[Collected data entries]
-- Opening Marker --
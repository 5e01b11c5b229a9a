//! ECE-Vision Hub API Gateway
//!
//! The main entry point for all external API requests.
//! Handles:
//! - Authentication and authorization
//! - Rate limiting
//! - Request routing
//! - Observability (logging, metrics, tracing)

mod handlers;
mod middleware;

use axum::{
    middleware::{from_fn, from_fn_with_state},
    routing::{delete, get, patch, post, put},
    Router,
};
use ecevision_common::{
    auth::JwtManager,
    cache::Cache,
    config::AppConfig,
    db::DbPool,
    errors::AppError,
    metrics,
};
use std::net::SocketAddr;
use std::sync::Arc;
use tokio::signal;
use tower_http::{
    cors::{Any, CorsLayer},
    request_id::{MakeRequestUuid, PropagateRequestIdLayer, SetRequestIdLayer},
    trace::TraceLayer,
};
use tracing::{info, warn, Level};

/// Application state shared across handlers
#[derive(Clone)]
pub struct AppState {
    pub config: Arc<AppConfig>,
    pub db: DbPool,
    pub cache: Option<Arc<Cache>>,
    pub jwt: Arc<JwtManager>,
}

#[tokio::main]
async fn main() -> Result<(), Box<dyn std::error::Error>> {
    // Load environment variables
    dotenvy::dotenv().ok();

    // Initialize tracing
    tracing_subscriber::fmt()
        .with_max_level(Level::INFO)
        .with_target(true)
        .json()
        .init();

    info!("Starting ECE-Vision Hub API Gateway v{}", ecevision_common::VERSION);

    // Load configuration
    let config = AppConfig::load().map_err(|e| {
        tracing::error!(error = %e, "Failed to load configuration");
        e
    })?;

    let config = Arc::new(config);

    // Initialize metrics
    metrics::register_metrics();

    if config.observability.metrics_port > 0 {
        let addr = SocketAddr::from(([0, 0, 0, 0], config.observability.metrics_port));
        metrics_exporter_prometheus::PrometheusBuilder::new()
            .with_http_listener(addr)
            .install()?;
        info!("Prometheus exporter listening on {}", addr);
    }

    // Initialize database connection
    info!("Connecting to database...");
    let db = DbPool::new(&config.database).await?;

    // Initialize cache (the service runs without it if Redis is unreachable)
    let cache = if config.redis.enabled {
        match Cache::new(&config.redis).await {
            Ok(cache) => Some(Arc::new(cache)),
            Err(e) => {
                warn!(error = %e, "Redis unavailable, continuing without cache");
                None
            }
        }
    } else {
        None
    };

    // JWT manager for session tokens
    let jwt_secret = config
        .auth
        .jwt_secret
        .clone()
        .ok_or_else(|| AppError::Configuration {
            message: "auth.jwt_secret must be configured".to_string(),
        })?;
    let jwt = Arc::new(JwtManager::new(&jwt_secret, config.auth.jwt_expiration_secs));

    // Create app state
    let state = AppState {
        config: config.clone(),
        db,
        cache,
        jwt,
    };

    // Build the router
    let app = create_router(state);

    // Start the server
    let addr = SocketAddr::from(([0, 0, 0, 0], config.server.port));
    info!("Listening on {}", addr);

    let listener = tokio::net::TcpListener::bind(addr).await?;

    axum::serve(listener, app)
        .with_graceful_shutdown(shutdown_signal())
        .await?;

    info!("Server shutdown complete");
    Ok(())
}

/// Create the main application router
fn create_router(state: AppState) -> Router {
    // CORS configuration
    let cors = CorsLayer::new()
        .allow_origin(Any)
        .allow_methods(Any)
        .allow_headers(Any);

    // Request ID propagation
    let request_id = SetRequestIdLayer::x_request_id(MakeRequestUuid);
    let propagate_id = PropagateRequestIdLayer::x_request_id();

    // Public routes (no auth)
    let public_routes = Router::new()
        // Health endpoints
        .route("/health", get(handlers::health::health))
        .route("/ready", get(handlers::health::ready))

        // Auth endpoints
        .route("/auth/register", post(handlers::auth::register))
        .route("/auth/login", post(handlers::auth::login))
        .route("/auth/password-reset/request", post(handlers::auth::request_password_reset))
        .route("/auth/password-reset/confirm", post(handlers::auth::confirm_password_reset))

        // Idea browsing
        .route("/ideas", get(handlers::ideas::list_ideas))
        .route("/ideas/{id}", get(handlers::ideas::get_idea))

        // Profile directory & explore stats
        .route("/profiles", get(handlers::social::list_profiles))
        .route("/profiles/{id}", get(handlers::social::get_profile))
        .route("/explore/stats", get(handlers::social::explore_stats))

        // News & merged updates feed
        .route("/news", get(handlers::news::list_news))
        .route("/news/{id}", get(handlers::news::get_news))
        .route("/feed", get(handlers::feed::updates_feed));

    // Routes requiring an authenticated user
    let protected_routes = Router::new()
        // Idea mutations
        .route("/ideas", post(handlers::ideas::create_idea))
        .route("/ideas/{id}", patch(handlers::ideas::update_idea))
        .route("/ideas/{id}/upvote", post(handlers::ideas::upvote_idea))

        // Suggestion thread
        .route(
            "/ideas/{id}/suggestions",
            get(handlers::suggestions::list_suggestions)
                .post(handlers::suggestions::create_suggestion),
        )
        .route(
            "/suggestions/{id}/upvote",
            post(handlers::suggestions::toggle_suggestion_upvote),
        )

        // Social graph
        .route("/profiles/me", patch(handlers::social::update_my_profile))
        .route(
            "/profiles/{id}/follow",
            post(handlers::social::follow).delete(handlers::social::unfollow),
        )

        // Personal surfaces
        .route("/notifications", get(handlers::feed::my_notifications))
        .route("/achievements", get(handlers::achievements::my_achievements))
        .route(
            "/queries",
            post(handlers::queries::create_query).get(handlers::queries::my_queries),
        )

        // Admin moderation
        .route("/admin/dashboard", get(handlers::admin::dashboard))
        .route("/admin/users", get(handlers::admin::list_users))
        .route("/admin/users/{id}/block", put(handlers::admin::set_user_blocked))
        .route("/admin/users/{id}", delete(handlers::admin::delete_user))
        .route("/admin/ideas/{id}/status", put(handlers::admin::set_idea_status))
        .route("/admin/ideas/{id}/feature", put(handlers::admin::set_idea_featured))
        .route("/admin/ideas/{id}", delete(handlers::admin::delete_idea))
        .route(
            "/admin/notifications",
            post(handlers::admin::send_notification).get(handlers::admin::list_notifications),
        )
        .route(
            "/admin/notifications/{id}",
            delete(handlers::admin::delete_notification),
        )
        .route("/admin/news", post(handlers::admin::create_news))
        .route(
            "/admin/news/{id}",
            put(handlers::admin::update_news).delete(handlers::admin::delete_news),
        )
        .route("/admin/queries", get(handlers::admin::list_queries))
        .route("/admin/queries/{id}/response", put(handlers::admin::respond_to_query))
        .layer(from_fn_with_state(state.clone(), middleware::auth::require_auth));

    let api_routes = public_routes.merge(protected_routes);

    // Rate limiting across the API surface
    let mut router = Router::new().nest("/v1", api_routes);

    if state.config.rate_limit.enabled {
        let limiter = middleware::rate_limit::create_rate_limiter(
            state.config.rate_limit.requests_per_second,
            state.config.rate_limit.burst,
        );
        router = router.layer(from_fn(move |request: axum::extract::Request, next: axum::middleware::Next| {
            let limiter = limiter.clone();
            async move { middleware::rate_limit::rate_limit_middleware(request, next, limiter).await }
        }));
    }

    // Compose the app
    router
        .layer(TraceLayer::new_for_http())
        .layer(cors)
        .layer(request_id)
        .layer(propagate_id)
        .with_state(state)
}

/// Graceful shutdown signal handler
async fn shutdown_signal() {
    let ctrl_c = async {
        signal::ctrl_c()
            .await
            .expect("failed to install Ctrl+C handler");
    };

    #[cfg(unix)]
    let terminate = async {
        signal::unix::signal(signal::unix::SignalKind::terminate())
            .expect("failed to install signal handler")
            .recv()
            .await;
    };

    #[cfg(not(unix))]
    let terminate = std::future::pending::<()>();

    tokio::select! {
        _ = ctrl_c => info!("Received Ctrl+C, starting shutdown..."),
        _ = terminate => info!("Received SIGTERM, starting shutdown..."),
    }
}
-- Closing Marker --
What needs to be done
A single number is required: the count of lines in the data above that include the word "tokio".

Written solution
4